Schadt's skepticism turned to optimism when he realized the resources that the pharmaceutical giant could bring to his work. "It became clear to me that all the experiments we wanted to do but couldn't afford to do at Rosetta, Merck was interested in doing," he remembers. John King, former COO at Rosetta and later senior vice president of research planning and integration at Merck, says that Merck was willing to take the risk of incorporating Rosetta because it was betting that the direction in which Schadt was steering the company was the future of drug development.

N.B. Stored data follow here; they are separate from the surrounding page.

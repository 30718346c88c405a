//! Presence — advisory "who is here, in which view".
//!
//! Entries are keyed by `(user_id, view)`, refreshed by heartbeat, and
//! considered gone once `now - last_seen_at` exceeds the TTL. Unlike leases
//! they grant nothing; a stale roster only means a stale indicator.

use std::collections::HashMap;
use std::sync::{Arc, Mutex, PoisonError};
use std::time::Duration;

use serde::{Deserialize, Serialize};
use tokio::task::JoinHandle;
use tokio::time::MissedTickBehavior;
use tracing::{debug, warn};

use crate::backend::{Backend, BackendError};
use crate::change::{Change, now_ms};
use crate::shape::UserId;

#[derive(Debug, Clone, PartialEq, Eq, Serialize, Deserialize)]
#[serde(rename_all = "camelCase")]
pub struct PresenceEntry {
    pub user_id: UserId,
    /// Logical sub-view the user is in.
    pub view: String,
    pub last_seen_at: i64,
}

impl PresenceEntry {
    #[must_use]
    pub fn new(user_id: impl Into<UserId>, view: impl Into<String>, now: i64) -> Self {
        Self { user_id: user_id.into(), view: view.into(), last_seen_at: now }
    }

    #[must_use]
    pub fn is_expired_at(&self, now: i64, ttl_ms: i64) -> bool {
        now - self.last_seen_at > ttl_ms
    }

    fn key(&self) -> (UserId, String) {
        (self.user_id.clone(), self.view.clone())
    }
}

type Roster = HashMap<(UserId, String), PresenceEntry>;

/// This session's presence plus the roster of everyone else's.
#[derive(Clone)]
pub struct PresenceTracker {
    backend: Arc<dyn Backend>,
    user_id: UserId,
    ttl_ms: i64,
    view: Arc<Mutex<Option<String>>>,
    roster: Arc<Mutex<Roster>>,
}

impl PresenceTracker {
    #[must_use]
    pub fn new(backend: Arc<dyn Backend>, user_id: impl Into<UserId>, ttl_ms: i64) -> Self {
        Self {
            backend,
            user_id: user_id.into(),
            ttl_ms,
            view: Arc::new(Mutex::new(None)),
            roster: Arc::new(Mutex::new(HashMap::new())),
        }
    }

    fn roster(&self) -> std::sync::MutexGuard<'_, Roster> {
        self.roster.lock().unwrap_or_else(PoisonError::into_inner)
    }

    fn current_view(&self) -> Option<String> {
        self.view.lock().unwrap_or_else(PoisonError::into_inner).clone()
    }

    fn set_view(&self, view: Option<String>) {
        *self.view.lock().unwrap_or_else(PoisonError::into_inner) = view;
    }

    /// View this session is currently present in.
    #[must_use]
    pub fn view(&self) -> Option<String> {
        self.current_view()
    }

    /// Announce this session in `view`.
    ///
    /// # Errors
    ///
    /// Returns the backend error if the entry could not be written.
    pub async fn join(&self, view: &str) -> Result<PresenceEntry, BackendError> {
        self.set_view(Some(view.to_string()));
        self.announce(view, now_ms()).await
    }

    async fn announce(&self, view: &str, now: i64) -> Result<PresenceEntry, BackendError> {
        let entry = PresenceEntry::new(self.user_id.clone(), view, now);
        self.backend.put_presence(&entry).await?;
        self.roster().insert(entry.key(), entry.clone());
        Ok(entry)
    }

    /// Refresh `last_seen_at` for the current view. No-op when not joined.
    ///
    /// # Errors
    ///
    /// Returns the backend error if the entry could not be written.
    pub async fn heartbeat(&self) -> Result<Option<PresenceEntry>, BackendError> {
        let Some(view) = self.current_view() else {
            return Ok(None);
        };
        self.announce(&view, now_ms()).await.map(Some)
    }

    /// Withdraw from the current view.
    ///
    /// # Errors
    ///
    /// Returns the backend error if the entry could not be deleted.
    pub async fn leave(&self) -> Result<(), BackendError> {
        let Some(view) = self.current_view() else {
            return Ok(());
        };
        self.set_view(None);
        self.roster().remove(&(self.user_id.clone(), view.clone()));
        self.backend.delete_presence(&self.user_id, &view).await
    }

    /// Leave the current view and join `view`.
    ///
    /// # Errors
    ///
    /// Returns the backend error from either step.
    pub async fn switch_view(&self, view: &str) -> Result<PresenceEntry, BackendError> {
        if self.current_view().as_deref() == Some(view) {
            return self.announce(view, now_ms()).await;
        }
        self.leave().await?;
        self.join(view).await
    }

    /// Fold a presence change from the feed into the roster. Other changes
    /// are ignored. Returns whether the roster changed.
    pub fn apply_change(&self, change: &Change) -> bool {
        match change {
            Change::PresenceChanged { entry } => {
                self.roster().insert(entry.key(), entry.clone());
                true
            }
            Change::PresenceLeft { user_id, view } => {
                self.roster().remove(&(user_id.clone(), view.clone())).is_some()
            }
            _ => false,
        }
    }

    /// Replace the roster with the backend's current entries.
    ///
    /// # Errors
    ///
    /// Returns the backend error if the collection could not be read.
    pub async fn refresh(&self) -> Result<usize, BackendError> {
        let entries = self.backend.list_presence().await?;
        let mut roster = self.roster();
        roster.clear();
        for entry in entries {
            roster.insert(entry.key(), entry);
        }
        Ok(roster.len())
    }

    /// Live entries, ordered by view then user.
    #[must_use]
    pub fn active_at(&self, now: i64) -> Vec<PresenceEntry> {
        let mut active: Vec<PresenceEntry> = self
            .roster()
            .values()
            .filter(|entry| !entry.is_expired_at(now, self.ttl_ms))
            .cloned()
            .collect();
        active.sort_by(|a, b| a.view.cmp(&b.view).then_with(|| a.user_id.cmp(&b.user_id)));
        active
    }

    #[must_use]
    pub fn active_in(&self, view: &str, now: i64) -> Vec<PresenceEntry> {
        self.active_at(now).into_iter().filter(|e| e.view == view).collect()
    }

    /// Drop expired entries from the local roster. Returns how many went.
    pub fn sweep_expired_at(&self, now: i64) -> usize {
        let ttl = self.ttl_ms;
        let mut roster = self.roster();
        let before = roster.len();
        roster.retain(|_, entry| !entry.is_expired_at(now, ttl));
        before - roster.len()
    }

    /// Heartbeat every `every` until aborted.
    pub fn spawn_heartbeat_task(&self, every: Duration) -> JoinHandle<()> {
        let tracker = self.clone();
        tokio::spawn(async move {
            let mut interval = tokio::time::interval(every);
            interval.set_missed_tick_behavior(MissedTickBehavior::Skip);
            interval.tick().await;
            loop {
                interval.tick().await;
                match tracker.heartbeat().await {
                    Ok(Some(entry)) => debug!(view = %entry.view, "presence heartbeat"),
                    Ok(None) => {}
                    Err(e) => warn!(error = %e, "presence heartbeat failed"),
                }
                tracker.sweep_expired_at(now_ms());
            }
        })
    }
}

#[cfg(test)]
#[path = "presence_test.rs"]
mod tests;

Schadt continues to push the envelope of genetics research as a part of Merck. His work has helped form a new field in statistical genetics, called the genetics of gene expression, which essentially treats genes and the traits they confer as a complex and interwoven system. Schadt and collaborators used the MegaCross engine to study the genetics of obesity in mice, resulting in a 2003 Nature paper outlining the genetics of gene expression (Nature, 422:297-302). Human QuickChip, which arose out of the work on MegaCross, goes even further, Schadt says, to make the connection to drug reactions by tracking the effect of therapeutic compounds in human gene networks. Schadt published research using Human QuickChip to ferret out the relationship between thousands of SNP genotypes and human liver gene expression traits in a recent issue of PLoS Biology (6:1020-32, 2008).
He now works on parsing out the genetic intricacies behind a suite of diseases including diabetes, Alzheimer's, and coronary disease. Schadt says that he's gone from getting his NIH grant proposals rejected to being sought out as an expert by the agency. "I get invited to participate in more study sections than I have time to do."
He has continued to buck traditional work dress attire while he questions traditional approaches to the genetics of disease. "I get it in my reviews every year, 'iconoclastic,'" Schadt says. His group recently received Christmas presents of polo shirts - blue polo shirts - with their team logo printed on the breast. When Schadt wore the shirt during a site inspection of Rosetta by a Merck supervisor, the inspector said, in front of the entire group, "Oh my lord, Eric's wearing a blue shirt!"
"Everybody was roaring," Schadt says.